Eminent immunologist Daniel Davis tells the story of the “molecular mark that distinguishes each of us as individuals”. The genes of the major histocompatibility complex (MHC) are big players in the immune system, and are implicated in conditions from ankylosing spondylitis to multiple sclerosis. Starting with the work of Peter Medawar and Peter Gorer on immunology, transplantation and the MHC, Davis ranges energetically through the research. Cultural references and anecdotes abound, but the book's shifts in tone between breezy and technical may unsettle some.

Their Fate is Our Fate: How Birds Foretell Threats to Our Health and Our World

  • Peter Doherty
The Experiment (2013)

Like billions of coal-mine canaries, avian species tell us much about environmental crises, Nobel-prizewinning immunologist Peter Doherty reminds us. He explores how birds reflect the progress of epidemics and environmental change, framed by his own adventures in disease ecology. From 'sentinel chickens' — used to monitor the spread of arbovirus — to the migratory red knot Calidris canutus rufa, whose decline points to trouble down the food chain, Doherty flies with us through key vistas of science.

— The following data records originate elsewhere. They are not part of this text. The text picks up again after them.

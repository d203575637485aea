//! chimera-update CLI
//!
//! Command-line interface for checking and applying system package updates

use std::path::PathBuf;
use std::process::ExitCode;

use chimera_core::{
    Config, CoreError, UpdateController, UpdateOutcome, UpgradeOutcome, build_controller,
};
use chimera_pkg::DistroResolver;
use clap::{Parser, Subcommand};
use color_eyre::Result;
use tracing::info;
use tracing_subscriber::EnvFilter;

#[derive(Parser)]
#[command(name = "chimera-update-cli", version)]
#[command(about = "Check for and apply system package updates", long_about = None)]
struct Cli {
    /// Configuration file (defaults to the standard lookup)
    #[arg(short, long, global = true)]
    config: Option<PathBuf>,

    #[command(subcommand)]
    command: Commands,
}

#[derive(Subcommand)]
enum Commands {
    /// Show the detected distro and package manager
    Detect,
    /// Refresh the package index and count pending updates
    Check {
        /// Print the outcome as JSON
        #[arg(long)]
        json: bool,
    },
    /// Upgrade all packages
    Upgrade {
        /// Print the outcome as JSON
        #[arg(long)]
        json: bool,
    },
}

#[tokio::main]
async fn main() -> Result<ExitCode> {
    color_eyre::install()?;

    let cli = Cli::parse();
    let config = Config::load_from(cli.config.as_deref())?;

    let filter =
        EnvFilter::try_from_default_env().unwrap_or_else(|_| EnvFilter::new(&config.log_level));
    tracing_subscriber::fmt()
        .with_env_filter(filter)
        .with_writer(std::io::stderr)
        .init();

    let controller = match build_controller(&config) {
        Ok(controller) => controller,
        Err(err @ CoreError::Resolve(_)) => {
            eprintln!("Error: {err}");
            return Ok(ExitCode::FAILURE);
        }
        Err(err) => return Err(err.into()),
    };

    match cli.command {
        Commands::Detect => detect(&config, &controller),
        Commands::Check { json } => check(&controller, json).await,
        Commands::Upgrade { json } => upgrade(&controller, json).await,
    }
}

fn detect(config: &Config, controller: &UpdateController) -> Result<ExitCode> {
    let distro = DistroResolver::new()
        .with_os_release(&config.os_release)
        .identify()?;
    let backend = controller.backend();

    println!("distro:  {distro}");
    println!("manager: {}", backend.manager());
    println!("check:   {}", backend.check_command());
    println!("count:   {}", backend.count_command());
    println!("upgrade: {}", backend.upgrade_command());
    Ok(ExitCode::SUCCESS)
}

async fn check(controller: &UpdateController, json: bool) -> Result<ExitCode> {
    let outcome = controller.check_for_updates().await?;
    info!(%outcome, failure = outcome.is_failure(), "update check finished");

    if json {
        println!("{}", serde_json::to_string_pretty(&outcome)?);
    } else if outcome.is_failure() {
        eprintln!("Error: {outcome}");
    } else {
        println!("{outcome}");
    }

    Ok(ExitCode::from(check_exit_code(&outcome)))
}

async fn upgrade(controller: &UpdateController, json: bool) -> Result<ExitCode> {
    let outcome = controller.apply_upgrade().await?;
    info!(%outcome, "upgrade finished");

    if json {
        println!("{}", serde_json::to_string_pretty(&outcome)?);
    } else if outcome.is_failure() {
        eprintln!("Error: {outcome}");
    } else {
        println!("{outcome}");
    }

    Ok(match outcome {
        UpgradeOutcome::Completed => ExitCode::SUCCESS,
        UpgradeOutcome::Failed { status, .. } => ExitCode::from(exit_status(status)),
    })
}

/// Exit code for a check: pending updates are not an error
fn check_exit_code(outcome: &UpdateOutcome) -> u8 {
    u8::from(outcome.is_failure())
}

/// Map a child exit status onto a non-zero process exit code
fn exit_status(status: i32) -> u8 {
    u8::try_from(status).ok().filter(|code| *code != 0).unwrap_or(1)
}

#[cfg(test)]
mod tests {
    use clap::CommandFactory;

    use super::*;

    #[test]
    fn test_cli_definition() {
        Cli::command().debug_assert();
    }

    #[test]
    fn test_parse_check_json() {
        let cli = Cli::try_parse_from(["chimera-update-cli", "check", "--json"]).unwrap();
        assert!(matches!(cli.command, Commands::Check { json: true }));
        assert!(cli.config.is_none());
    }

    #[test]
    fn test_exit_status() {
        assert_eq!(exit_status(100), 100);
        assert_eq!(exit_status(1), 1);
        assert_eq!(exit_status(-1), 1);
        assert_eq!(exit_status(300), 1);
    }

    #[test]
    fn test_check_exit_code() {
        assert_eq!(check_exit_code(&UpdateOutcome::NoUpdates), 0);
        assert_eq!(check_exit_code(&UpdateOutcome::UpdatesAvailable { count: 5 }), 0);
        assert_eq!(
            check_exit_code(&UpdateOutcome::CheckFailed {
                reason: "Unable to check for updates".to_string()
            }),
            1
        );
        assert_eq!(check_exit_code(&UpdateOutcome::ParseFailed), 1);
    }
}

A Guide for the Perplexed: A Novel

  • Dara Horn
W. W. Norton (2013)

Computer science and medieval philosophy mesh in Dara Horn's accomplished novel about digital dangers and the nature of memory. Software supremo Josie Ashkenazi's program Genizah (Hebrew for 'repository of sacred texts') creates palaces of memory housing images and documents. In post-Arab Spring Cairo, she is brutally kidnapped. That headlong narrative is woven through with the real-life stories of scholar Solomon Schechter, who discovered a famous genizah in Cairo, and twelfth-century Jewish philosopher Moses Maimonedes, whose treatise gives the novel its name.

Animal Earth: The Amazing Diversity of Living Creatures

  • Ross Piper
Thames and Hudson (2013)

In a seabed near you may lurk Tubiluchus priapulids — penis worms resembling shower heads with tails. Zoologist Ross Piper presents a parade of charismatic yet overlooked fauna in this sumptuous volume. The bioluminescent comb jelly Beroe abyssicola — not unlike a glowing papaya — and the candy-coloured twists of annelid worm Alitta virens are astounding enough. But the Persian carpet flatworm Pseudobiceros bedfordi is an aesthete's delight, sporting a black-and-scarlet pattern straight out of haute couture.